My cheat meals are included in my weekly calorie target, but this is just a guideline. Some weeks I will eat more, some weeks I will eat less. For example, this past week, I exercised a lot (3 weight training sessions, 1 body resistance workout, and 3 soccer games). My appetite was higher, so I probably went over the 12,600. I still didn’t lose any ground though, since I was so active. A general rule of thumb is to keep your calories in sync with your activity level. If you are doing nothing, eat less. If you are very active, you can afford to eat a little more (but not too much).
Remember, how much to eat is not an exact science, but more of something you get a feel for once you start paying attention. You know your body better than anyone, so don’t be afraid to make some tweaks to your plan. If over time, you find you’re not losing weight, lower your calorie target a little bit. Hope this helps and thanks for reading!

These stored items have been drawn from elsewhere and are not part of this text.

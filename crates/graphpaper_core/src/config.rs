//! Per-file configuration.
//!
//! Configuration lives inside the graph file itself, in a `config` table of
//! string keys and string values. The presence of that table is what marks a
//! file as initialized.

use crate::connection::Connection;
use crate::error::{GpError, Result};
use crate::object_id::ObjectId;

/// Table holding the configuration.
pub const CONFIG_TABLE: &str = "config";

/// Format version of the file. Absent in files from before commits existed.
pub const VERSION_KEY: &str = "version";
/// Hex oid of the current commit.
pub const HEAD_KEY: &str = "head";
pub const VIEWPORT_X_KEY: &str = "viewport_x";
pub const VIEWPORT_Y_KEY: &str = "viewport_y";
pub const VIEWPORT_W_KEY: &str = "viewport_w";
pub const VIEWPORT_H_KEY: &str = "viewport_h";

/// The only format version this build reads and writes.
pub const CURRENT_VERSION: &str = "2";

/// Values written to a freshly initialized file.
///
/// `version` is not among them: it is written only once the file has a head,
/// so an interrupted initialization reads as an unversioned file.
pub const DEFAULTS: [(&str, &str); 4] = [
    (VIEWPORT_X_KEY, "0"),
    (VIEWPORT_Y_KEY, "0"),
    (VIEWPORT_W_KEY, "600"),
    (VIEWPORT_H_KEY, "400"),
];

/// The visible region of the canvas, as last saved by the editor.
#[derive(Debug, Clone, Copy, PartialEq, Eq)]
pub struct Viewport {
    pub x: i64,
    pub y: i64,
    pub w: i64,
    pub h: i64,
}

impl Default for Viewport {
    fn default() -> Self {
        Self {
            x: 0,
            y: 0,
            w: 600,
            h: 400,
        }
    }
}

/// Persisted, ordered string-to-string map.
///
/// Every `set` is written through immediately.
#[derive(Clone)]
pub struct ConfigMap {
    conn: Connection,
}

impl ConfigMap {
    pub fn new(conn: Connection) -> Self {
        Self { conn }
    }

    /// Returns true if the file has a configuration table at all.
    pub fn exists(&self) -> Result<bool> {
        self.conn.has_table(CONFIG_TABLE)
    }

    /// Creates the table and writes [`DEFAULTS`].
    pub fn init(&self) -> Result<()> {
        self.conn.create_table(CONFIG_TABLE)?;
        for (key, value) in DEFAULTS {
            self.set(key, value)?;
        }
        Ok(())
    }

    pub fn get(&self, key: &str) -> Result<Option<String>> {
        self.conn
            .get(CONFIG_TABLE, key)?
            .map(|bytes| decode_value(key, bytes))
            .transpose()
    }

    /// Inserts or replaces a value.
    pub fn set(&self, key: &str, value: &str) -> Result<()> {
        self.conn.put(CONFIG_TABLE, key, value.as_bytes())
    }

    /// All entries in key order.
    pub fn entries(&self) -> Result<Vec<(String, String)>> {
        self.conn
            .entries(CONFIG_TABLE)?
            .into_iter()
            .map(|(key, bytes)| {
                let value = decode_value(&key, bytes)?;
                Ok((key, value))
            })
            .collect()
    }

    pub fn version(&self) -> Result<Option<String>> {
        self.get(VERSION_KEY)
    }

    /// Reads the head pointer.
    ///
    /// # Errors
    ///
    /// `Corrupted` if the stored value isn't a valid oid.
    pub fn head(&self) -> Result<Option<ObjectId>> {
        match self.get(HEAD_KEY)? {
            Some(hex) => ObjectId::from_hex(&hex)
                .map(Some)
                .map_err(|e| GpError::Corrupted(format!("head pointer {:?}: {}", hex, e))),
            None => Ok(None),
        }
    }

    pub fn set_head(&self, oid: ObjectId) -> Result<()> {
        self.set(HEAD_KEY, &oid.as_hex())
    }

    /// Reads the viewport, falling back to the default for each missing or
    /// non-numeric component.
    pub fn viewport(&self) -> Result<Viewport> {
        let fallback = Viewport::default();
        let read = |key: &str, default: i64| -> Result<i64> {
            Ok(self
                .get(key)?
                .and_then(|v| v.trim().parse().ok())
                .unwrap_or(default))
        };

        Ok(Viewport {
            x: read(VIEWPORT_X_KEY, fallback.x)?,
            y: read(VIEWPORT_Y_KEY, fallback.y)?,
            w: read(VIEWPORT_W_KEY, fallback.w)?,
            h: read(VIEWPORT_H_KEY, fallback.h)?,
        })
    }

    pub fn set_viewport(&self, viewport: Viewport) -> Result<()> {
        self.set(VIEWPORT_X_KEY, &viewport.x.to_string())?;
        self.set(VIEWPORT_Y_KEY, &viewport.y.to_string())?;
        self.set(VIEWPORT_W_KEY, &viewport.w.to_string())?;
        self.set(VIEWPORT_H_KEY, &viewport.h.to_string())
    }
}

fn decode_value(key: &str, bytes: Vec<u8>) -> Result<String> {
    String::from_utf8(bytes)
        .map_err(|_| GpError::Corrupted(format!("config value for {:?} is not UTF-8", key)))
}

Thank you so much for this, makes sense! I’ll calm down a bit and keep doing the right things! It seems like a more livable way to do things than what I’ve tried before!
In South Africa, it is winter now, with Spring in September and I want to be in good shape for summer, so I’ll definately persevere.
Thanks again!
@ Natalie,
Anytime! It’s great that you’re starting a few months ahead. Many people underestimate how long it takes them to get as lean as they’d like. A lot of people think they can start their program a few weeks before summer, but in reality it takes much longer.
What an awesome write-up. It’s the plan I’m now following. I do still have the same number of calories per day but I’m going to mix it up. The whole notion that eating healthy foods will take away cravings for unhealthy foods is hogwash. Thank you so much for pointing that out. Finally, my feelings are validated on this issue. I went so far as to become vegan, at one point, because I thought that surely will be the healthiest I can be, so I won’t crave anything right? WRONG. This type of eating plan speaks volumes for what you can accomplish. It frees you from guilt and deprivation. You literally can have your cake and eat it to. –Thanks a bunch.
@ Rayca,
I’m glad you enjoyed the post. I feel a lot of normal people can stick with this type of eating plan and do really well because it allows them to indulge regularly without going overboard. It’s just a matter of time before you get used to skipping meals or taking a protein shake or something very low-calorie as a meal replacement and then, the whole process becomes second nature.
This is what I’m actually doing. So, I allow myself one day in a week to eat anything I want…anything…and I still can maintain my weight at best.
@ Mary,
I do the same. I’m a big believer that it’s good to have regular strategic cheat days because they provide psychological relief.